Summary: Victor Hunt is head of Theoretical Studies at the Metadyne Nucleonic Instrument Company, which means he gets to research whatever he finds interesting. Unfortunately, he’s getting a little bored until the UNSA calls him into a new project. A human skeleton in a space suit has been found on the moon and dated to 50,000 years ago. Hunt is brought in to use a new, noninvasive scope to look at the remains. Eventually, he is set up as the head of a unit that coordinates and facilitates the flow of data among all the researchers in the task group. They are looking into the question of where the skeleton came from and why we haven’t seen evidence of a previous civilization. Further questions are asked when a giant spaceship full of preserved ancient Earth animals and skeletons and an obviously alien race are discovered on Europa. Hunt is able to bring all the disparate lines of data into one cohesive story that fits all the data available.

Final thoughts: This book reminded me of the hopeful writing in the Golden Age of science fiction about where our space program would be in 100 years.

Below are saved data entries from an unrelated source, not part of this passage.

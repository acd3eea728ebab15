//! The constraint store
//!
//! Holds everything the solver will eventually see: the append-only list of
//! logical path constraints, per-name constraints (where clauses and axioms
//! waiting for their name to materialize), parametric per-map constraints,
//! and the queue of map points awaiting constraint propagation. Like
//! memory, the store is persistent so goto snapshots are cheap.

use crate::error::{ExecResult, Failure};
use im::{HashMap as ImHashMap, OrdMap, Vector};
use symvl_core::ast::{as_literal, free_vars, Thunk};
use symvl_core::ty::Type;
use symvl_core::value::Value;

/// Which name-constraint table a constraint registers in
#[derive(Debug, Clone, Copy, PartialEq, Eq)]
pub enum ConstraintScope {
    Globals,
    Locals,
}

/// A parametric map constraint: `lambda formals. guards ==> body`, holding
/// for every argument tuple of the map it is attached to
#[derive(Debug, Clone, PartialEq, Eq)]
pub struct MapConstraint {
    pub formals: Vec<(String, Type)>,
    /// Conjunction of guards; empty means the constraint is unguarded
    pub guards: Vec<Thunk>,
    pub body: Thunk,
}

impl MapConstraint {
    pub fn is_guarded(&self) -> bool {
        !self.guards.is_empty()
    }
}

/// A cached map selection awaiting constraint propagation. Point identity
/// follows thunk identity, which ignores spans: one selection value is one
/// point no matter where in the source it occurs.
#[derive(Debug, Clone, PartialEq, Eq)]
pub struct Point {
    pub map_id: u64,
    pub args: Vec<Thunk>,
}

/// The constraint subsystem's state
#[derive(Debug, Clone, Default, PartialEq)]
pub struct ConstraintStore {
    /// Path conditions and assumed formulas, append-only within a path
    logical: Vector<Thunk>,
    name_globals: OrdMap<String, Vector<Thunk>>,
    name_locals: OrdMap<String, Vector<Thunk>>,
    /// Parametric constraints per map id
    map_constraints: OrdMap<u64, Vector<MapConstraint>>,
    /// Points whose map constraints have not been propagated yet
    point_queue: Vector<Point>,
    /// How many of a map's constraints have already been applied at a point
    applied: ImHashMap<(u64, Vec<Thunk>), usize>,
    /// True iff a logical constraint was added since the last SAT check
    changed: bool,
    /// Enablement counters per (map id, constraint index), used as
    /// tie-breakers when ordering guarded cases
    case_counts: ImHashMap<(u64, usize), u64>,
}

impl ConstraintStore {
    pub fn new() -> Self {
        Self::default()
    }

    // --- logical constraints ---

    /// Append a boolean constraint. Literal true is a no-op; literal false
    /// makes the path infeasible at the thunk's position.
    pub fn extend_logical(&mut self, thunk: Thunk) -> ExecResult<()> {
        match as_literal(&thunk) {
            Some(Value::Bool(true)) => Ok(()),
            Some(Value::Bool(false)) => Err(Failure::unreachable(thunk.span)),
            _ => {
                tracing::trace!(constraint = ?thunk.node, "assume");
                self.logical.push_back(thunk);
                self.changed = true;
                Ok(())
            }
        }
    }

    pub fn logical_constraints(&self) -> impl Iterator<Item = &Thunk> {
        self.logical.iter()
    }

    pub fn changed(&self) -> bool {
        self.changed
    }

    pub fn clear_changed(&mut self) {
        self.changed = false;
    }

    // --- name constraints ---

    /// Register a constraint under every name occurring free in it
    pub fn extend_name(&mut self, scope: ConstraintScope, thunk: Thunk) {
        for name in free_vars(&thunk) {
            self.extend_name_as(scope, &name, thunk.clone());
        }
    }

    /// Register a constraint under a specific name
    pub fn extend_name_as(&mut self, scope: ConstraintScope, name: &str, thunk: Thunk) {
        let table = match scope {
            ConstraintScope::Globals => &mut self.name_globals,
            ConstraintScope::Locals => &mut self.name_locals,
        };
        let mut entry = table.get(name).cloned().unwrap_or_default();
        entry.push_back(thunk);
        table.insert(name.to_string(), entry);
    }

    /// Constraints registered under `name` in the given table
    pub fn name_constraints(&self, scope: ConstraintScope, name: &str) -> Vec<Thunk> {
        let table = match scope {
            ConstraintScope::Globals => &self.name_globals,
            ConstraintScope::Locals => &self.name_locals,
        };
        table
            .get(name)
            .map(|v| v.iter().cloned().collect())
            .unwrap_or_default()
    }

    /// Replace the locals table (procedure entry/exit)
    pub fn swap_local_names(
        &mut self,
        table: OrdMap<String, Vector<Thunk>>,
    ) -> OrdMap<String, Vector<Thunk>> {
        std::mem::replace(&mut self.name_locals, table)
    }

    // --- map constraints ---

    /// Attach a parametric constraint to a map and re-enqueue every already
    /// materialized point of that map that is not currently queued.
    /// `points` is the map's current point set (keys of its instance).
    pub fn extend_map(&mut self, map_id: u64, constraint: MapConstraint, points: Vec<Vec<Thunk>>) {
        let mut entry = self.map_constraints.get(&map_id).cloned().unwrap_or_default();
        entry.push_back(constraint);
        self.map_constraints.insert(map_id, entry);

        for args in points {
            let point = Point { map_id, args };
            if !self.point_queue.contains(&point) {
                self.point_queue.push_back(point);
            }
        }
    }

    pub fn map_constraints_of(&self, map_id: u64) -> Vec<MapConstraint> {
        self.map_constraints
            .get(&map_id)
            .map(|v| v.iter().cloned().collect())
            .unwrap_or_default()
    }

    /// Iterate all (map id, constraint) pairs
    pub fn all_map_constraints(&self) -> impl Iterator<Item = (u64, &Vector<MapConstraint>)> {
        self.map_constraints.iter().map(|(id, v)| (*id, v))
    }

    /// Replace the whole map-constraint table (used when a solution is
    /// materialized back into visible state)
    pub fn set_map_constraints(&mut self, table: Vec<(u64, Vec<MapConstraint>)>) {
        let mut rewritten = OrdMap::new();
        for (id, cs) in table {
            rewritten.insert(id, cs.into_iter().collect::<Vector<_>>());
        }
        self.map_constraints = rewritten;
    }

    // --- point queue ---

    pub fn enqueue_point(&mut self, map_id: u64, args: Vec<Thunk>) {
        let point = Point { map_id, args };
        if !self.point_queue.contains(&point) {
            self.point_queue.push_back(point);
        }
    }

    pub fn dequeue_point(&mut self) -> Option<Point> {
        self.point_queue.pop_front()
    }

    pub fn has_queued_points(&self) -> bool {
        !self.point_queue.is_empty()
    }

    /// Index of the first not-yet-applied constraint at a point
    pub fn applied_at(&self, map_id: u64, args: &[Thunk]) -> usize {
        self.applied
            .get(&(map_id, args.to_vec()))
            .copied()
            .unwrap_or(0)
    }

    pub fn mark_applied(&mut self, map_id: u64, args: Vec<Thunk>, upto: usize) {
        self.applied.insert((map_id, args), upto);
    }

    // --- case counters ---

    pub fn case_count(&self, map_id: u64, index: usize) -> u64 {
        self.case_counts.get(&(map_id, index)).copied().unwrap_or(0)
    }

    pub fn bump_case_count(&mut self, map_id: u64, index: usize) {
        let n = self.case_count(map_id, index);
        self.case_counts.insert((map_id, index), n + 1);
    }
}

#[cfg(test)]
mod tests {
    use super::*;
    use symvl_core::ast::{lit, Expr};
    use symvl_core::{Span, Spanned};

    fn var(name: &str) -> Thunk {
        Spanned::dummy(Expr::Var(name.to_string()))
    }

    #[test]
    fn literal_true_is_noop() {
        let mut store = ConstraintStore::new();
        store
            .extend_logical(lit(Value::Bool(true), Span::dummy()))
            .unwrap();
        assert_eq!(store.logical_constraints().count(), 0);
        assert!(!store.changed());
    }

    #[test]
    fn literal_false_is_unreachable() {
        let mut store = ConstraintStore::new();
        let err = store
            .extend_logical(lit(Value::Bool(false), Span::dummy()))
            .unwrap_err();
        assert!(err.is_unreachable());
    }

    #[test]
    fn symbolic_constraint_sets_changed() {
        let mut store = ConstraintStore::new();
        store.extend_logical(var("p")).unwrap();
        assert!(store.changed());
        assert_eq!(store.logical_constraints().count(), 1);
    }

    #[test]
    fn name_registration_covers_all_free_names() {
        let mut store = ConstraintStore::new();
        let c = Spanned::dummy(Expr::Binary(
            symvl_core::ast::BinOp::Lt,
            Box::new(var("x")),
            Box::new(var("y")),
        ));
        store.extend_name(ConstraintScope::Globals, c.clone());
        assert_eq!(store.name_constraints(ConstraintScope::Globals, "x"), vec![c.clone()]);
        assert_eq!(store.name_constraints(ConstraintScope::Globals, "y"), vec![c]);
        assert!(store.name_constraints(ConstraintScope::Locals, "x").is_empty());
    }

    #[test]
    fn extend_map_requeues_points_once() {
        let mut store = ConstraintStore::new();
        let c = MapConstraint {
            formals: vec![("i".to_string(), Type::Int)],
            guards: vec![],
            body: var("p"),
        };
        let point = vec![lit(Value::int(1), Span::dummy())];
        store.extend_map(0, c.clone(), vec![point.clone()]);
        store.extend_map(0, c, vec![point.clone()]);
        // the second extension finds the point already queued
        assert_eq!(store.dequeue_point().unwrap().args, point);
        assert!(store.dequeue_point().is_none());
    }

    #[test]
    fn case_counts_default_to_zero_and_bump() {
        let mut store = ConstraintStore::new();
        assert_eq!(store.case_count(3, 0), 0);
        store.bump_case_count(3, 0);
        store.bump_case_count(3, 0);
        assert_eq!(store.case_count(3, 0), 2);
    }
}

Hogan assumed that once we got nuclear weapons, the world’s governments would realize war was futile and start using all those resources for exploring space instead. Another aspect of the book that made it seem like it was written in a different age was the fact that everyone smoked all the time. I didn’t realize how rare it’s become to have a character smoke (let alone everyone smoke) until I was reading this book and was struck by the oddity. Finally, there were very few female characters and the few women that were in the book were secretaries or assistants, not scientists.

The science is reasonable, except for some liberties taken with the source of the moon, and the scientific method is demonstrated moreso than in most books. Overall, I enjoyed the way the different hypotheses were put forth and the data collected to support or reject the hypotheses. You really got to see the way scientists work. On a side note, this is the first book in a five book series. I’m not sure I liked it enough to look for the other books.

Title comes from: A line used by one of the scientists toward the end of the book.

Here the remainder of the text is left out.